• _EXERCISE REQUIREMENTS_
Check every line below, and copy those that include "struct".

━━━ DATA FOR THIS EXERCISE

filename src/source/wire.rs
//! JSON shapes returned by the songs backend and their mapping onto [`Song`].

use crate::songs::{MediaRef, Mood, Song};
use serde::Deserialize;
use tracing::warn;

#[derive(Debug, Clone, Deserialize)]
pub struct SongPayload {
    #[serde(default)]
    pub song_id: Option<u64>,
    pub title: String,
    pub artist: String,
    #[serde(default)]
    pub genre: Option<String>,
    pub emotion_tag: String,
    #[serde(default)]
    pub link: Option<String>,
}

#[derive(Debug, Clone, Deserialize)]
pub struct EmotionsPayload {
    pub emotions: Vec<String>,
}

#[derive(Debug, Clone, Deserialize)]
pub struct HealthPayload {
    pub status: String,
    #[serde(default)]
    pub message: Option<String>,
}

fn non_blank(value: Option<String>) -> Option<String> {
    value.filter(|v| !v.trim().is_empty())
}

impl SongPayload {
    /// Maps the payload onto a [`Song`]. `position` is the 1-based index of the entry
    /// in its response and stands in for a missing `song_id`.
    pub fn into_song(self, position: usize) -> Song {
        let id = self.song_id.unwrap_or(position as u64);
        let media = non_blank(self.link).and_then(|link| {
            if link.starts_with("http://") || link.starts_with("https://") {
                Some(MediaRef::Link { url: link })
            } else {
                warn!("Dropping non-http link for song {}: {}", id, link);
                None
            }
        });

        let mut song = Song::new(id, self.title, self.artist, Mood::new(&self.emotion_tag));
        song.genre = non_blank(self.genre);
        song.media = media;
        song
    }
}

pub fn into_songs(payloads: Vec<SongPayload>) -> Vec<Song> {
    payloads
        .into_iter()
        .enumerate()
        .map(|(index, payload)| payload.into_song(index + 1))
        .collect()
}

#[cfg(test)]
mod tests {
    use super::*;

    #[test]
    fn maps_backend_song() {
        let payload: SongPayload = serde_json::from_str(
            r#"{"song_id": 4, "title": "Good Vibrations", "artist": "The Beach Boys",
                "genre": "Rock", "emotion_tag": "Happy",
                "link": "https://www.youtube.com/watch?v=Eab_beh07HU"}"#,
        )
        .unwrap();
        let song = payload.into_song(1);
        assert_eq!(song.id.0, 4);
        assert_eq!(song.mood, Mood::new("happy"));
        assert_eq!(song.genre.as_deref(), Some("Rock"));
        assert_eq!(
            song.playback_url().as_deref(),
            Some("https://www.youtube.com/watch?v=Eab_beh07HU")
        );
    }

    #[test]
    fn minimal_payload_uses_position_as_id() {
        let payloads: Vec<SongPayload> = serde_json::from_str(
            r#"[{"title": "A", "artist": "X", "emotion_tag": "calm"},
                {"title": "B", "artist": "Y", "emotion_tag": "calm", "genre": null}]"#,
        )
        .unwrap();
        let songs = into_songs(payloads);
        assert_eq!(songs[0].id.0, 1);
        assert_eq!(songs[1].id.0, 2);
        assert!(songs[1].genre.is_none());
        assert!(songs[1].media.is_none());
    }

    #[test]
    fn drops_non_http_links() {
        let payload: SongPayload = serde_json::from_str(
            r#"{"title": "A", "artist": "X", "emotion_tag": "sad", "link": "javascript:alert(1)"}"#,
        )
        .unwrap();
        assert!(payload.into_song(1).media.is_none());
    }

    #[test]
    fn missing_required_field_fails() {
        let result: Result<SongPayload, _> =
            serde_json::from_str(r#"{"title": "A", "emotion_tag": "sad"}"#);
        assert!(result.is_err());
    }
}
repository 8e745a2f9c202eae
mod requests_logging;

pub use requests_logging::{log_requests, RequestsLoggingLevel};
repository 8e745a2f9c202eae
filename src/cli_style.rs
//! Terminal styling shared by the interactive tools.

use clap::builder::styling::{AnsiColor, Color, Style};
use clap::builder::Styles;
use crossterm::style::{Attribute, Color as CtColor, Stylize};
use unicode_width::UnicodeWidthStr;

pub fn get_styles() -> Styles {
    clap::builder::Styles::styled()
        .usage(
            Style::new()
                .bold()
                .underline()
                .fg_color(Some(Color::Ansi(AnsiColor::Magenta))),
        )
        .header(
            Style::new()
                .bold()
                .underline()
                .fg_color(Some(Color::Ansi(AnsiColor::Magenta))),
        )
        .literal(
            Style::new()
                .bold()
                .fg_color(Some(Color::Ansi(AnsiColor::Green))),
        )
        .invalid(
            Style::new()
                .bold()
                .fg_color(Some(Color::Ansi(AnsiColor::Red))),
        )
        .error(
            Style::new()
                .bold()
                .fg_color(Some(Color::Ansi(AnsiColor::Red))),
        )
        .valid(
            Style::new()
                .bold()
                .fg_color(Some(Color::Ansi(AnsiColor::Green))),
        )
        .placeholder(Style::new().fg_color(Some(Color::Ansi(AnsiColor::BrightBlack))))
}

pub mod colors {
    use crossterm::style::Color;

    pub const PINK: Color = Color::Rgb {
        r: 255,
        g: 105,
        b: 180,
    };
    pub const PURPLE: Color = Color::Rgb {
        r: 180,
        g: 100,
        b: 255,
    };
    pub const GREEN: Color = Color::Rgb {
        r: 0,
        g: 255,
        b: 136,
    };
    pub const ORANGE: Color = Color::Rgb {
        r: 255,
        g: 165,
        b: 0,
    };
    pub const RED: Color = Color::Rgb {
        r: 255,
        g: 85,
        b: 85,
    };
    pub const BLUE: Color = Color::Rgb {
        r: 100,
        g: 149,
        b: 237,
    };
    pub const DIM: Color = Color::Rgb {
        r: 128,
        g: 128,
        b: 128,
    };
    pub const WHITE: Color = Color::Rgb {
        r: 255,
        g: 255,
        b: 255,
    };
}

/// Accent color of each mood tab. Unknown moods get the default accent.
pub fn mood_color(mood: &str) -> CtColor {
    match mood {
        "happy" => CtColor::Rgb {
            r: 255,
            g: 214,
            b: 10,
        },
        "sad" => colors::BLUE,
        "angry" => colors::RED,
        "relaxed" => colors::GREEN,
        _ => colors::PURPLE,
    }
}

pub mod box_chars {
    pub const SINGLE_HORIZONTAL: &str = "─";
    pub const SINGLE_VERTICAL: &str = "│";

    pub const ROUND_TOP_LEFT: &str = "╭";
    pub const ROUND_TOP_RIGHT: &str = "╮";
    pub const ROUND_BOTTOM_LEFT: &str = "╰";
    pub const ROUND_BOTTOM_RIGHT: &str = "╯";

    pub const T_LEFT: &str = "├";
    pub const T_RIGHT: &str = "┤";
    pub const T_TOP: &str = "┬";
    pub const T_BOTTOM: &str = "┴";
    pub const CROSS: &str = "┼";

    pub const ARROW_RIGHT: &str = "▶";
    pub const BULLET: &str = "●";
    pub const BULLET_EMPTY: &str = "○";
    pub const CHECK: &str = "✓";
    pub const CROSS_MARK: &str = "✗";
}

pub fn print_banner(subtitle: &str) {
    println!();
    println!(
        "  {} {}",
        "🎵".with(colors::PINK),
        "MoodTunes".with(colors::PINK).bold()
    );
    println!("  {}", subtitle.with(colors::DIM));
    println!();
}

pub fn print_success(message: &str) {
    println!(
        " {} {}",
        box_chars::CHECK.to_string().with(colors::GREEN).bold(),
        message.with(colors::GREEN)
    );
}

pub fn print_error(message: &str) {
    println!(
        " {} {}",
        box_chars::CROSS_MARK.to_string().with(colors::RED).bold(),
        message.with(colors::RED)
    );
}

pub fn print_warning(message: &str) {
    println!(
        " {} {}",
        "⚠".with(colors::ORANGE).bold(),
        message.with(colors::ORANGE)
    );
}

pub fn print_info(message: &str) {
    println!(
        " {} {}",
        "ℹ".with(colors::BLUE).bold(),
        message.with(colors::BLUE)
    );
}

const SECTION_WIDTH: usize = 60;

pub fn print_section_header(title: &str) {
    let title_len = title.width();
    let padding = SECTION_WIDTH.saturating_sub(title_len + 4) / 2;

    println!();
    print!("{}", box_chars::ROUND_TOP_LEFT.with(colors::PURPLE));
    print!(
        "{}",
        box_chars::SINGLE_HORIZONTAL
            .repeat(padding)
            .with(colors::PURPLE)
    );
    print!(
        " {} ",
        title.with(colors::PINK).bold().attribute(Attribute::Italic)
    );
    print!(
        "{}",
        box_chars::SINGLE_HORIZONTAL
            .repeat(SECTION_WIDTH.saturating_sub(title_len + 4 + padding))
            .with(colors::PURPLE)
    );
    println!("{}", box_chars::ROUND_TOP_RIGHT.with(colors::PURPLE));
}

pub fn print_section_footer() {
    print!("{}", box_chars::ROUND_BOTTOM_LEFT.with(colors::PURPLE));
    print!(
        "{}",
        box_chars::SINGLE_HORIZONTAL
            .repeat(SECTION_WIDTH)
            .with(colors::PURPLE)
    );
    println!("{}", box_chars::ROUND_BOTTOM_RIGHT.with(colors::PURPLE));
    println!();
}

pub fn print_key_value(key: &str, value: &str) {
    println!(
        "  {} {} {}",
        box_chars::BULLET.with(colors::PURPLE),
        format!("{}:", key).with(colors::DIM),
        value.with(colors::WHITE)
    );
}

pub fn print_list_item(item: &str, color: CtColor) {
    println!("  {}  {}", box_chars::ARROW_RIGHT.with(color), item.with(color));
}

pub fn print_empty_list(message: &str) {
    println!(
        "  {} {}",
        box_chars::BULLET_EMPTY.with(colors::DIM),
        message.with(colors::DIM).attribute(Attribute::Italic)
    );
}

pub struct TableBuilder {
    headers: Vec<String>,
    rows: Vec<Vec<String>>,
    col_widths: Vec<usize>,
}

impl TableBuilder {
    pub fn new(headers: Vec<&str>) -> Self {
        let col_widths: Vec<usize> = headers.iter().map(|h| h.width()).collect();
        TableBuilder {
            headers: headers.into_iter().map(String::from).collect(),
            rows: Vec::new(),
            col_widths,
        }
    }

    pub fn add_row(&mut self, row: Vec<String>) {
        for (i, cell) in row.iter().enumerate() {
            if i < self.col_widths.len() {
                self.col_widths[i] = self.col_widths[i].max(cell.width());
            }
        }
        self.rows.push(row);
    }

    fn print_border(&self, left: &str, junction: &str, right: &str) {
        print!("{}", left.with(colors::PURPLE));
        for (i, width) in self.col_widths.iter().enumerate() {
            print!(
                "{}",
                box_chars::SINGLE_HORIZONTAL
                    .repeat(width + 2)
                    .with(colors::PURPLE)
            );
            if i < self.col_widths.len() - 1 {
                print!("{}", junction.with(colors::PURPLE));
            }
        }
        println!("{}", right.with(colors::PURPLE));
    }

    fn print_cells(&self, cells: &[String], color: CtColor) {
        print!("{}", box_chars::SINGLE_VERTICAL.with(colors::PURPLE));
        for (i, cell) in cells.iter().enumerate() {
            let width = self.col_widths.get(i).copied().unwrap_or(0);
            let padding = width.saturating_sub(cell.width());
            print!(" {}{} ", cell.clone().with(color), " ".repeat(padding));
            print!("{}", box_chars::SINGLE_VERTICAL.with(colors::PURPLE));
        }
        println!();
    }

    pub fn print(&self) {
        if self.col_widths.is_empty() {
            return;
        }
        self.print_border(
            box_chars::ROUND_TOP_LEFT,
            box_chars::T_TOP,
            box_chars::ROUND_TOP_RIGHT,
        );
        self.print_cells(&self.headers, colors::PINK);
        self.print_border(box_chars::T_LEFT, box_chars::CROSS, box_chars::T_RIGHT);
        for row in &self.rows {
            self.print_cells(row, colors::WHITE);
        }
        self.print_border(
            box_chars::ROUND_BOTTOM_LEFT,
            box_chars::T_BOTTOM,
            box_chars::ROUND_BOTTOM_RIGHT,
        );
    }
}

/// Plain prompt text; rustyline miscounts the width of colored prompts.
pub fn get_prompt(context: &str) -> String {
    format!("{} ❯ ", context)
}

pub fn print_goodbye() {
    println!();
    println!(
        "  {} {}",
        "👋".with(colors::PINK),
        "Goodbye! Thanks for using MoodTunes"
            .with(colors::PURPLE)
            .bold()
    );
    println!();
}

━━━━━━

• _OUTPUT OF THE TASK_
pub struct SongPayload {
pub struct EmotionsPayload {
pub struct HealthPayload {
pub struct TableBuilder {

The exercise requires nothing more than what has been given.